Delayed gratification is a core component of the startup life, and fundraising is no exception. Despite announcing the round now, we have been raising it for almost 9 months. We started raising back in January, had our first close in May, and had a handful of rolling closes leading up to the 'official' close in August. Why wait until now to announce the round? Under Rule 506(b), the SEC prohibits startups from advertising the ongoing sale of private securities to the general public. Our case was a bit different, as we had to file a notice with the Commission on Form D when we did the first close. Since Form D is a public document, various databases and local news outlets were able to find it and report on the round, even before we could.

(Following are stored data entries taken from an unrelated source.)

//! Lookup request / response envelope.
//!
//! The table answers the local part of a request. `local_only`, `name` and
//! `definition` are carried for whoever forwards the request to other tables
//! or runs name/definition based matching.

use serde::{Deserialize, Serialize};
use super::SemanticMatch;

/// A request for the matches of one semantic id.
#[derive(Debug, Clone, PartialEq, Serialize, Deserialize)]
pub struct MatchRequest {
    pub semantic_id: String,
    /// Only consult the local table, do not ask other services.
    #[serde(default = "default_local_only")]
    pub local_only: bool,
    /// Resolved name of the semantic id, for NLP matching.
    #[serde(default)]
    pub name: Option<String>,
    /// Resolved definition of the semantic id, for NLP matching.
    #[serde(default)]
    pub definition: Option<String>,
}

fn default_local_only() -> bool {
    true
}

impl MatchRequest {
    pub fn new(semantic_id: impl Into<String>) -> Self {
        Self {
            semantic_id: semantic_id.into(),
            local_only: true,
            name: None,
            definition: None,
        }
    }

    pub fn with_local_only(mut self, local_only: bool) -> Self {
        self.local_only = local_only;
        self
    }

    pub fn with_name(mut self, name: impl Into<String>) -> Self {
        self.name = Some(name.into());
        self
    }

    pub fn with_definition(mut self, definition: impl Into<String>) -> Self {
        self.definition = Some(definition.into());
        self
    }
}

/// Ordered matches, as produced by `EquivalenceTable::get_local_matches`.
#[derive(Debug, Clone, PartialEq, Default, Serialize, Deserialize)]
pub struct MatchResponse {
    pub matches: Vec<SemanticMatch>,
}

impl From<Vec<SemanticMatch>> for MatchResponse {
    fn from(matches: Vec<SemanticMatch>) -> Self {
        Self { matches }
    }
}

The Numbers Are Misleading

While it is technically correct to say we raised a $500K seed round, we have never had $500K in our bank account at one time. In fact, around $125K of this round wasn't really even this round. We started by raising $50K from friends and family back in 2018, followed by another $75K from angel investors in 2019. Both of those investments were through SAFEs, which are essentially a form of convertible debt that mean instead of buying shares at a set price, investors are buying the right to buy shares at a discount when an equity round is raised in the future. Investors get lower prices for their earlier investment, startups save time and legal costs, and nobody has to try to value a pre-revenue company. That means the $125K we had raised pre-seed using SAFEs actually converted to equity in the seed round, so the amount is included in the $500K, and the true timeline of our $500K seed round was almost 3 years!

Quantifying the Effort

The other part of fundraising that is often ignored is the amount of work it takes. To give you an idea, I went ahead and calculated some statistics on what work we had to do to raise the seed round. I should mention that these statistics only include what we raised in 2020, not the pre-seed SAFEs that converted into the round. Here's what it took:

8 months
5 pitch decks
343 emails
32 calls
15 meetings
28 no's
5 yes's

While that is a lot of work, it was not too bad in the grand scheme of things. There are plenty of hyper-successful companies that had to pitch 10X as many investors and hear 10X as many no's, and there are plenty of failed companies that got millions in funding with 1/10 the work. It all goes to show that the most valuable thing to any startup is knowing what you want to do, working backwards to calculating how much money you need (if any), and pitching investors that fit your stage, funding needs, and risk/return profile.